Esta dispuesto a trabajar duro, pero siempre que sea pasándoselo bien innovando (lo que Jensen denominó "hard fun" en su texto "The Dream Society",). Pero las empresas .com no pueden seguir adelante sin que "tome el control" un empresario, más orientado a la consecución de beneficios. Alguien que esté dispuesto a trabajar duro, para conseguir resultados ("hard work"). El emprendedor y el empresario acostumbran a estar en polos opuestos, en cuanto a lo que les motiva, en cuanto a capacidades, en cuanto a formas de trabajar.

Proyectos

Pero, en esta economía digital, dependen el uno del otro. El innovador difícilmente saca adelante su empresa. Y el empresario, en esta economía del conocimiento, no puede seguir sin gente que "reinvente" el mundo cada tres meses.

Ese dipolo también muestra la tensión ejecutor-emprendedor. Los miembros de la empresa pueden concebirse como "engranajes" que ejecutan determinadas tareas o como "motores" que idean, lanzan, y son propietarios de proyectos (véase, al respecto, el artículo de Tom Peters, "The Wow Project", en el Fast Company de Mayo 1999). En el primer caso disfrutan de un presupuesto que se ha repartido desde arriba. Y en el segundo es posible que hayan participado en un "mercado de proyectos" interno para conseguir "atraer presupuesto", como proponía Hamel en su artículo "Bringing the Silicon Valley Inside".

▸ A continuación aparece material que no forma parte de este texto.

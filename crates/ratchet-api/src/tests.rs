//! Router tests driven through `tower::ServiceExt::oneshot`.

use std::sync::Arc;

use axum::{
  Router,
  body::Body,
  http::{Request, StatusCode, header},
};
use chrono::Duration;
use ratchet_core::{
  config::{LearningConfig, PropagationConfig},
  store::LearningStore,
};
use ratchet_engine::{LearningEngine, engine::PROPAGATION_LEASE};
use ratchet_store_sqlite::SqliteStore;
use serde_json::{Value, json};
use tower::ServiceExt;

use crate::{ApiState, MiningTrigger, api_router};

async fn state() -> ApiState<SqliteStore> {
  let store = SqliteStore::open_in_memory().await.unwrap();
  let engine = LearningEngine::new(
    Arc::new(store),
    LearningConfig::default(),
    PropagationConfig::default(),
  );
  ApiState::new(Arc::new(engine))
}

async fn send(router: Router, method: &str, uri: &str, body: Option<Value>) -> (StatusCode, Value) {
  let mut builder = Request::builder().method(method).uri(uri);
  let body = match body {
    Some(v) => {
      builder = builder.header(header::CONTENT_TYPE, "application/json");
      Body::from(v.to_string())
    }
    None => Body::empty(),
  };
  let resp = router.oneshot(builder.body(body).unwrap()).await.unwrap();
  let status = resp.status();
  let bytes = axum::body::to_bytes(resp.into_body(), usize::MAX).await.unwrap();
  let json = if bytes.is_empty() {
    Value::Null
  } else {
    serde_json::from_slice(&bytes).unwrap()
  };
  (status, json)
}

/// Start and complete one successful execution; returns its id.
async fn execute(state: &ApiState<SqliteStore>, tool: &str) -> String {
  let (status, started) = send(
    api_router(state.clone()),
    "POST",
    "/executions",
    Some(json!({ "tool_name": tool, "parameters": {} })),
  )
  .await;
  assert_eq!(status, StatusCode::CREATED);
  let id = started["id"].as_str().unwrap().to_owned();

  let (status, _) = send(
    api_router(state.clone()),
    "POST",
    &format!("/executions/{id}/complete"),
    Some(json!({ "success": true })),
  )
  .await;
  assert_eq!(status, StatusCode::OK);
  id
}

// ─── Executions ──────────────────────────────────────────────────────────────

#[tokio::test]
async fn execution_completes_exactly_once() {
  let state = state().await;
  let id = execute(&state, "read").await;

  let (status, body) = send(
    api_router(state.clone()),
    "POST",
    &format!("/executions/{id}/complete"),
    Some(json!({ "success": false, "error_message": "late" })),
  )
  .await;
  assert_eq!(status, StatusCode::CONFLICT);
  assert!(body["error"].as_str().unwrap().contains("already completed"));

  let (status, _) = send(
    api_router(state.clone()),
    "POST",
    "/executions/00000000-0000-0000-0000-000000000000/complete",
    Some(json!({ "success": true })),
  )
  .await;
  assert_eq!(status, StatusCode::NOT_FOUND);
}

#[tokio::test]
async fn blank_tool_name_is_rejected() {
  let state = state().await;
  let (status, _) = send(
    api_router(state),
    "POST",
    "/executions",
    Some(json!({ "tool_name": "  " })),
  )
  .await;
  assert_eq!(status, StatusCode::BAD_REQUEST);
}

#[tokio::test]
async fn completions_feed_the_trigger() {
  let trigger = Arc::new(MiningTrigger::new(2));
  let state = state().await.with_trigger(trigger.clone());
  execute(&state, "read").await;
  execute(&state, "write").await;
  assert_eq!(trigger.completed(), 2);
}

// ─── Mining, patterns, artifacts ─────────────────────────────────────────────

#[tokio::test]
async fn mining_run_generates_browsable_artifacts() {
  let state = state().await;
  for _ in 0..3 {
    execute(&state, "read").await;
    execute(&state, "write").await;
  }

  let (status, report) = send(api_router(state.clone()), "POST", "/mining/run", None).await;
  assert_eq!(status, StatusCode::OK);
  assert_eq!(report["executions_scanned"], json!(6));
  assert_eq!(report["generated"].as_array().unwrap().len(), 1);

  let (status, patterns) =
    send(api_router(state.clone()), "GET", "/patterns?kind=sequence", None).await;
  assert_eq!(status, StatusCode::OK);
  assert!(!patterns.as_array().unwrap().is_empty());

  // read:{}->write:{}
  let (status, pattern) = send(
    api_router(state.clone()),
    "GET",
    "/patterns/read%3A%7B%7D-%3Ewrite%3A%7B%7D",
    None,
  )
  .await;
  assert_eq!(status, StatusCode::OK);
  assert_eq!(pattern["occurrences"], json!(3));
  let tool_id = pattern["tool_id"].as_str().unwrap().to_owned();

  let (status, artifact) = send(
    api_router(state.clone()),
    "POST",
    &format!("/artifacts/{tool_id}/deactivate"),
    None,
  )
  .await;
  assert_eq!(status, StatusCode::OK);
  assert_eq!(artifact["is_active"], json!(false));

  let (_, active) =
    send(api_router(state.clone()), "GET", "/artifacts?active_only=true", None).await;
  assert!(active.as_array().unwrap().is_empty());
  let (_, all) = send(api_router(state.clone()), "GET", "/artifacts", None).await;
  assert_eq!(all.as_array().unwrap().len(), 1);

  let (status, _) = send(api_router(state), "GET", "/patterns/unknown", None).await;
  assert_eq!(status, StatusCode::NOT_FOUND);
}

// ─── Rules ───────────────────────────────────────────────────────────────────

#[tokio::test]
async fn rule_authoring_and_scoped_reads() {
  let state = state().await;
  let rule = json!({
    "rule_id":     "no-var",
    "scope":       "client",
    "category":    "style",
    "pattern":     "var ",
    "message":     "use let",
    "client_name": "acme",
  });

  let (status, created) =
    send(api_router(state.clone()), "POST", "/rules", Some(rule.clone())).await;
  assert_eq!(status, StatusCode::CREATED);
  assert_eq!(created["is_active"], json!(true));
  assert_eq!(created["confidence"], json!(0.5));

  let (status, _) = send(api_router(state.clone()), "POST", "/rules", Some(rule)).await;
  assert_eq!(status, StatusCode::CONFLICT);

  let (status, _) = send(
    api_router(state.clone()),
    "POST",
    "/rules",
    Some(json!({ "scope": "client", "category": "style", "pattern": "x", "message": "m" })),
  )
  .await;
  assert_eq!(status, StatusCode::BAD_REQUEST);

  let (_, acme) = send(api_router(state.clone()), "GET", "/rules?client=acme", None).await;
  assert_eq!(acme.as_array().unwrap().len(), 1);
  let (_, globex) = send(api_router(state.clone()), "GET", "/rules?client=globex", None).await;
  assert!(globex.as_array().unwrap().is_empty());

  let (status, _) = send(api_router(state.clone()), "GET", "/rules?scopes=galaxy", None).await;
  assert_eq!(status, StatusCode::BAD_REQUEST);

  let (status, _) = send(api_router(state.clone()), "GET", "/rules/no-var", None).await;
  assert_eq!(status, StatusCode::OK);
  let (status, _) = send(api_router(state), "GET", "/rules/ghost", None).await;
  assert_eq!(status, StatusCode::NOT_FOUND);
}

#[tokio::test]
async fn applications_are_recorded_and_listed() {
  let state = state().await;
  send(
    api_router(state.clone()),
    "POST",
    "/rules",
    Some(json!({
      "rule_id":  "no-eval",
      "scope":    "global",
      "category": "security",
      "pattern":  "eval\\(",
      "message":  "avoid eval",
    })),
  )
  .await;

  let (status, _) = send(
    api_router(state.clone()),
    "POST",
    "/applications",
    Some(json!({ "rule_id": "no-eval", "project_path": "/srv/a", "success": true })),
  )
  .await;
  assert_eq!(status, StatusCode::CREATED);

  let (status, _) = send(
    api_router(state.clone()),
    "POST",
    "/applications",
    Some(json!({ "rule_id": "ghost", "success": true })),
  )
  .await;
  assert_eq!(status, StatusCode::NOT_FOUND);

  let (status, history) =
    send(api_router(state.clone()), "GET", "/rules/no-eval/applications", None).await;
  assert_eq!(status, StatusCode::OK);
  assert_eq!(history.as_array().unwrap().len(), 1);

  let (_, rule) = send(api_router(state), "GET", "/rules/no-eval", None).await;
  assert!(rule["effectiveness_score"].as_f64().unwrap() > 0.0);
}

// ─── Propagation ─────────────────────────────────────────────────────────────

#[tokio::test]
async fn propagation_run_respects_the_lease() {
  let state = state().await;

  let (status, report) = send(api_router(state.clone()), "POST", "/propagation/run", None).await;
  assert_eq!(status, StatusCode::OK);
  assert_eq!(report["promoted"], json!([]));

  let (_, entries) = send(
    api_router(state.clone()),
    "GET",
    "/knowledge?entry_type=system_activity&limit=5",
    None,
  )
  .await;
  assert_eq!(entries.as_array().unwrap().len(), 1);

  let store = state.engine.store();
  assert!(
    store
      .try_acquire_lease(PROPAGATION_LEASE, "elsewhere", Duration::minutes(5))
      .await
      .unwrap()
  );
  let (status, _) = send(api_router(state), "POST", "/propagation/run", None).await;
  assert_eq!(status, StatusCode::CONFLICT);
}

Finalmente, el dipolo máquina-red supone el reto de concebir una posición de síntesis entre las ideas de "estructura" y "espontaneidad", entre las ideas de jerarquía y ad-hocidad. Encontrar formas de entender la organización como un ente flexible, ser capaces de desarrollar en la práctica esa aparente contradicción de la "estructura espontánea", de la fusión de procesos y prácticas, es, quizás, uno de los retos más importantes de la organización del futuro, como nos recuerdan Brown y Duguid en su "The Social Life of Information".
 


[ En las empresas de la nueva economía, donde el capital intelectual es fundamental, los agentes se polarizan entre la actitud del emprendedor y la del empresario.]